Evelyn Ngugi: When we’re singing “We gon’ be alright,” it has a very different meaning for us than we saw in the entire space. So they’re just saying it like, “We’re gonna be alright,” and I’m like, “Be alright from what?” When me and my friend were singing it, we’re singing it with like our whole bodies and you know, when less melanated people who might be singing it, it’s kind of just like a song. … So that was a weird moment.
Reggie Coby: I really feel like that song captures that feeling, it’s like, yeah, we know (expletive’s) (expletive) up, we know the police ain’t rocking with us like that, they never have, but you know what? We survivors. We overcomers. We make it through everything we’ve been through, so just know that we gon’ be alright. So I feel like that’s perfect.
Joah Spearman: That song is so powerful that it doesn’t just speak to the black people in the audience — it speaks to everyone. So it’s the people who do use the hashtag black lives matter and it’s also for the people who are trying to understand what it means to those people.
Jonathan “Chaka” Mahone: Lamar was in a place as a leader. He has something deeper to give beyond music. I also felt that, for at least that moment, we all believed, and felt a unity that is hard to achieve outside of spaces that are not “religious.”
Joah Spearman: To have an album like his performed in a city like Austin, which isn’t necessarily a bastion of diversity, I think it was a special moment … I think for Austin to be the place that a special show like that happened is pretty powerful.
Terry Lickona: It was definitely one of the most historic shows that we’ve done. … It was by far my favorite show from last year, but it’s gonna resonate for a long time. And be kind of a benchmark in a way. Certainly one of those milestones, and hopefully it’s going to open the door to do more hip-hop and urban music at the show.
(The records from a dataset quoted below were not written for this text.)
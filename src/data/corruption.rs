// ============================================================
// Layer 4 — Span Corruption Dataset (pretraining)
// ============================================================
// Turns each line of the pretraining corpus into a
// "fill in the missing span" example:
//
//   document      : "Khatchig Mouradian is a journalist"
//   truncated     : "Khatchig Mouradian is a jour"
//   split         : prefix | masked span | suffix
//   rearranged    : prefix ⁇ suffix ⁇ masked span □□□…
//
// The model reads the rearranged string and learns to emit the
// masked span after the second ⁇. Input is the first
// `block_size` characters, target is the same string shifted
// left by one.
//
// Randomness:
//   Every fetch of index i draws a fresh corruption, but the draw
//   is a pure function of (seed, i, k) where k counts previous
//   fetches of i. Worker threads can therefore fetch in any order
//   and an epoch still sees the same examples for a given seed.
//
// Reference: Raffel et al. (2020) T5 span corruption
//            rand_chacha crate documentation

use burn::data::dataset::Dataset;
use rand::{Rng, SeedableRng};
use rand_chacha::ChaCha8Rng;
use std::sync::atomic::{AtomicU32, Ordering};

use crate::domain::sample::LmSample;
use crate::domain::vocab::{CharVocab, MASK_CHAR, PAD_ID};
use crate::error::{GptError, Result};

pub struct SpanCorruptionDataset {
    vocab: CharVocab,
    documents: Vec<Vec<char>>,
    block_size: usize,
    seed: u64,
    draws: Vec<AtomicU32>,
}

impl SpanCorruptionDataset {
    /// Build the dataset and its vocabulary from raw corpus text.
    /// One non-empty line = one document.
    pub fn new(corpus: &str, block_size: usize, seed: u64) -> Result<Self> {
        if block_size < 2 {
            return Err(GptError::Configuration(format!(
                "block_size must be at least 2, got {block_size}"
            )));
        }

        let vocab = CharVocab::from_corpus(corpus)?;
        let documents: Vec<Vec<char>> = corpus
            .lines()
            .filter(|l| !l.trim().is_empty())
            .map(|l| l.chars().collect())
            .collect();

        if documents.is_empty() {
            return Err(GptError::Corpus("pretraining corpus has no documents".to_string()));
        }

        tracing::info!(
            "Span corruption corpus: {} documents, vocab size {}",
            documents.len(),
            vocab.len()
        );

        let draws = (0..documents.len()).map(|_| AtomicU32::new(0)).collect();
        Ok(Self { vocab, documents, block_size, seed, draws })
    }

    pub fn vocab(&self) -> &CharVocab {
        &self.vocab
    }

    pub fn block_size(&self) -> usize {
        self.block_size
    }

    /// The corruption of document `index` for its `draw`-th fetch.
    pub fn corrupt(&self, index: usize, draw: u32) -> Option<LmSample> {
        let document = self.documents.get(index)?;
        let mut rng = ChaCha8Rng::seed_from_u64(mix_seed(self.seed, index as u64, draw as u64));

        // Keep the rearranged string (len + two MASKs) within block_size + 1.
        let max_len = (self.block_size * 7 / 8).min(self.block_size - 1).max(1);
        let min_len = 4.min(max_len);
        let truncate_len = rng.gen_range(min_len..=max_len).min(document.len());
        let doc = &document[..truncate_len];

        let mut rearranged: String = String::with_capacity(self.block_size + 1);
        if !doc.is_empty() {
            // Span length averages a quarter of the truncated document.
            let max_span = (doc.len() / 2).saturating_sub(1).max(1);
            let span_len = rng.gen_range(1..=max_span).min(doc.len());
            let start = rng.gen_range(0..=doc.len() - span_len);

            let prefix: String = doc[..start].iter().collect();
            let span: String = doc[start..start + span_len].iter().collect();
            let suffix: String = doc[start + span_len..].iter().collect();

            rearranged.push_str(&prefix);
            rearranged.push(MASK_CHAR);
            rearranged.push_str(&suffix);
            rearranged.push(MASK_CHAR);
            rearranged.push_str(&span);
        }

        let mut ids = self.vocab.encode(&rearranged).ok()?;
        ids.resize(self.block_size + 1, PAD_ID);

        let input = ids[..self.block_size].to_vec();
        let target = ids[1..].to_vec();
        Some(LmSample::with_pad_mask(input, target, PAD_ID))
    }
}

impl Dataset<LmSample> for SpanCorruptionDataset {
    fn get(&self, index: usize) -> Option<LmSample> {
        let draw = self.draws.get(index)?.fetch_add(1, Ordering::Relaxed);
        self.corrupt(index, draw)
    }

    fn len(&self) -> usize {
        self.documents.len()
    }
}

/// SplitMix64-style mixing of (seed, index, draw) into one RNG seed.
fn mix_seed(seed: u64, index: u64, draw: u64) -> u64 {
    let mut z = seed
        ^ index.wrapping_mul(0x9E37_79B9_7F4A_7C15)
        ^ draw.wrapping_mul(0xD1B5_4A32_D192_ED03);
    z = (z ^ (z >> 30)).wrapping_mul(0xBF58_476D_1CE4_E5B9);
    z = (z ^ (z >> 27)).wrapping_mul(0x94D0_49BB_1331_11EB);
    z ^ (z >> 31)
}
Andre Van Buren (artist relations, KLRU): The hip-hop show was live because at that time we hadn’t done anything like that. The last hip-hop show that they had was at the old theater. So having it at the Moody was just priceless, especially with Kendrick’s new album being as hot as it was at the time.
Joah Spearman: Someone like Kendrick Lamar 10 years ago, I don’t think he’d have the audience. He would just be known as an underground rapper, but I think because of what’s happening, I think his messages are so powerful and they transcend the hip-hop genre. … It went from OK, we’re talking about the plight of black people or police brutality or whatever to the status of the world today.
Amitiss Mahvash: (It’s) what we need and what the world needs.
Corey Baum: I went in like this guy is on fire right now and I watched that and was like this dude’s on fire, that wasn’t like a trick of the camera on TV, that was an incredible performer.
Susannah Haddad: I remember as we were walking outside the door there was a group of some friends that we knew who were hanging out kind of, you know, in the back. And we see each other, like Joah goes up to one of them and we all started jumping up and down, like, “That show was so good!”
Reggie Coby: (I was) super inspired … almost buzzing kind of, vibrating … like I had witnessed something, like I was a part of moment.
V. Marc Fortress: I didn’t know it would be life-changing, and it was for me personally… I think a lot of people left that concert either going home to start a new hip-hop act or trying to figure out another way they can make a change in the world. I doubt that I’m the only person that left that concert feeling inspired to figure out a way to make America alright.